### Work instructions
Starting at the first line and ending at the last, output the data exactly.

### Data to process
//! Remote inference service client: one multipart `/analyze` call per
//! upload, carrying the raw scan plus the patient identity fields.

use std::sync::atomic::{AtomicUsize, Ordering};
use std::sync::Mutex;

use thiserror::Error;
use uuid::Uuid;

use crate::config;
use crate::models::analysis::InferencePayload;

#[derive(Debug, Error)]
pub enum InferenceError {
    #[error("Cannot reach inference service at {0}")]
    Connection(String),

    #[error("Backend error: {status_text}")]
    Service { status: u16, status_text: String },

    #[error("Response parsing error: {0}")]
    ResponseParsing(String),

    #[error("HTTP client error: {0}")]
    HttpClient(String),
}

/// Seam over the inference collaborator.
pub trait InferenceApi {
    /// Analyze one uploaded scan. Exactly one request, exactly one JSON
    /// object back; no retry.
    fn analyze(
        &self,
        file_name: &str,
        bytes: Vec<u8>,
        patient_id: Uuid,
        patient_name: &str,
    ) -> Result<InferencePayload, InferenceError>;
}

/// HTTP client for the inference service.
///
/// No request timeout: scan analysis can legitimately run for minutes, so
/// only the connect phase is bounded.
pub struct AnalysisClient {
    base_url: String,
    client: reqwest::blocking::Client,
}

impl AnalysisClient {
    pub fn new(base_url: &str) -> Self {
        let client = reqwest::blocking::Client::builder()
            .connect_timeout(std::time::Duration::from_secs(10))
            .build()
            .expect("Failed to create HTTP client");

        Self {
            base_url: base_url.trim_end_matches('/').to_string(),
            client,
        }
    }

    /// Client pointed at the configured inference endpoint.
    pub fn from_env() -> Self {
        Self::new(&config::inference_url())
    }

    pub fn base_url(&self) -> &str {
        &self.base_url
    }
}

impl InferenceApi for AnalysisClient {
    fn analyze(
        &self,
        file_name: &str,
        bytes: Vec<u8>,
        patient_id: Uuid,
        patient_name: &str,
    ) -> Result<InferencePayload, InferenceError> {
        let url = format!("{}/analyze", self.base_url);

        let part = reqwest::blocking::multipart::Part::bytes(bytes)
            .file_name(file_name.to_string());
        let form = reqwest::blocking::multipart::Form::new()
            .part("file", part)
            .text("patient_id", patient_id.to_string())
            .text("patient_name", patient_name.to_string());

        let response = self
            .client
            .post(&url)
            .multipart(form)
            .send()
            .map_err(|e| {
                if e.is_connect() {
                    InferenceError::Connection(self.base_url.clone())
                } else {
                    InferenceError::HttpClient(e.to_string())
                }
            })?;

        let status = response.status();
        if !status.is_success() {
            return Err(InferenceError::Service {
                status: status.as_u16(),
                status_text: status
                    .canonical_reason()
                    .unwrap_or("Unknown error")
                    .to_string(),
            });
        }

        response
            .json()
            .map_err(|e| InferenceError::ResponseParsing(e.to_string()))
    }
}

/// Call-counting mock for orchestrator tests.
pub struct MockInference {
    payload: Option<InferencePayload>,
    calls: AtomicUsize,
    last_request: Mutex<Option<(String, Uuid, String)>>,
}

impl MockInference {
    /// Succeeds every call with `payload`.
    pub fn returning(payload: InferencePayload) -> Self {
        Self {
            payload: Some(payload),
            calls: AtomicUsize::new(0),
            last_request: Mutex::new(None),
        }
    }

    /// Fails every call with HTTP 500.
    pub fn failing() -> Self {
        Self {
            payload: None,
            calls: AtomicUsize::new(0),
            last_request: Mutex::new(None),
        }
    }

    /// How many analyze calls went out.
    pub fn call_count(&self) -> usize {
        self.calls.load(Ordering::SeqCst)
    }

    /// The (file_name, patient_id, patient_name) of the last call.
    pub fn last_request(&self) -> Option<(String, Uuid, String)> {
        self.last_request.lock().unwrap().clone()
    }
}

impl InferenceApi for MockInference {
    fn analyze(
        &self,
        file_name: &str,
        _bytes: Vec<u8>,
        patient_id: Uuid,
        patient_name: &str,
    ) -> Result<InferencePayload, InferenceError> {
        self.calls.fetch_add(1, Ordering::SeqCst);
        *self.last_request.lock().unwrap() =
            Some((file_name.to_string(), patient_id, patient_name.to_string()));
        match &self.payload {
            Some(payload) => Ok(payload.clone()),
            None => Err(InferenceError::Service {
                status: 500,
                status_text: "Internal Server Error".to_string(),
            }),
        }
    }
}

### Result
//! Remote inference service client: one multipart `/analyze` call per
//! upload, carrying the raw scan plus the patient identity fields.

use std::sync::atomic::{AtomicUsize, Ordering};
use std::sync::Mutex;

use thiserror::Error;
use uuid::Uuid;

use crate::config;
use crate::models::analysis::InferencePayload;

#[derive(Debug, Error)]
pub enum InferenceError {
    #[error("Cannot reach inference service at {0}")]
    Connection(String),

    #[error("Backend error: {status_text}")]
    Service { status: u16, status_text: String },

    #[error("Response parsing error: {0}")]
    ResponseParsing(String),

    #[error("HTTP client error: {0}")]
    HttpClient(String),
}

/// Seam over the inference collaborator.
pub trait InferenceApi {
    /// Analyze one uploaded scan. Exactly one request, exactly one JSON
    /// object back; no retry.
    fn analyze(
        &self,
        file_name: &str,
        bytes: Vec<u8>,
        patient_id: Uuid,
        patient_name: &str,
    ) -> Result<InferencePayload, InferenceError>;
}

/// HTTP client for the inference service.
///
/// No request timeout: scan analysis can legitimately run for minutes, so
/// only the connect phase is bounded.
pub struct AnalysisClient {
    base_url: String,
    client: reqwest::blocking::Client,
}

impl AnalysisClient {
    pub fn new(base_url: &str) -> Self {
        let client = reqwest::blocking::Client::builder()
            .connect_timeout(std::time::Duration::from_secs(10))
            .build()
            .expect("Failed to create HTTP client");

        Self {
            base_url: base_url.trim_end_matches('/').to_string(),
            client,
        }
    }

    /// Client pointed at the configured inference endpoint.
    pub fn from_env() -> Self {
        Self::new(&config::inference_url())
    }

    pub fn base_url(&self) -> &str {
        &self.base_url
    }
}

impl InferenceApi for AnalysisClient {
    fn analyze(
        &self,
        file_name: &str,
        bytes: Vec<u8>,
        patient_id: Uuid,
        patient_name: &str,
    ) -> Result<InferencePayload, InferenceError> {
        let url = format!("{}/analyze", self.base_url);

        let part = reqwest::blocking::multipart::Part::bytes(bytes)
            .file_name(file_name.to_string());
        let form = reqwest::blocking::multipart::Form::new()
            .part("file", part)
            .text("patient_id", patient_id.to_string())
            .text("patient_name", patient_name.to_string());

        let response = self
            .client
            .post(&url)
            .multipart(form)
            .send()
            .map_err(|e| {
                if e.is_connect() {
                    InferenceError::Connection(self.base_url.clone())
                } else {
                    InferenceError::HttpClient(e.to_string())
                }
            })?;

        let status = response.status();
        if !status.is_success() {
            return Err(InferenceError::Service {
                status: status.as_u16(),
                status_text: status
                    .canonical_reason()
                    .unwrap_or("Unknown error")
                    .to_string(),
            });
        }

        response
            .json()
            .map_err(|e| InferenceError::ResponseParsing(e.to_string()))
    }
}

/// Call-counting mock for orchestrator tests.
pub struct MockInference {
    payload: Option<InferencePayload>,
    calls: AtomicUsize,
    last_request: Mutex<Option<(String, Uuid, String)>>,
}

impl MockInference {
    /// Succeeds every call with `payload`.
    pub fn returning(payload: InferencePayload) -> Self {
        Self {
            payload: Some(payload),
            calls: AtomicUsize::new(0),
            last_request: Mutex::new(None),
        }
    }

    /// Fails every call with HTTP 500.
    pub fn failing() -> Self {
        Self {
            payload: None,
            calls: AtomicUsize::new(0),
            last_request: Mutex::new(None),
        }
    }

    /// How many analyze calls went out.
    pub fn call_count(&self) -> usize {
        self.calls.load(Ordering::SeqCst)
    }

    /// The (file_name, patient_id, patient_name) of the last call.
    pub fn last_request(&self) -> Option<(String, Uuid, String)> {
        self.last_request.lock().unwrap().clone()
    }
}

impl InferenceApi for MockInference {
    fn analyze(
        &self,
        file_name: &str,
        _bytes: Vec<u8>,
        patient_id: Uuid,
        patient_name: &str,
    ) -> Result<InferencePayload, InferenceError> {
        self.calls.fetch_add(1, Ordering::SeqCst);
        *self.last_request.lock().unwrap() =
            Some((file_name.to_string(), patient_id, patient_name.to_string()));
        match &self.payload {
            Some(payload) => Ok(payload.clone()),
            None => Err(InferenceError::Service {
                status: 500,
                status_text: "Internal Server Error".to_string(),
            }),
        }
    }
}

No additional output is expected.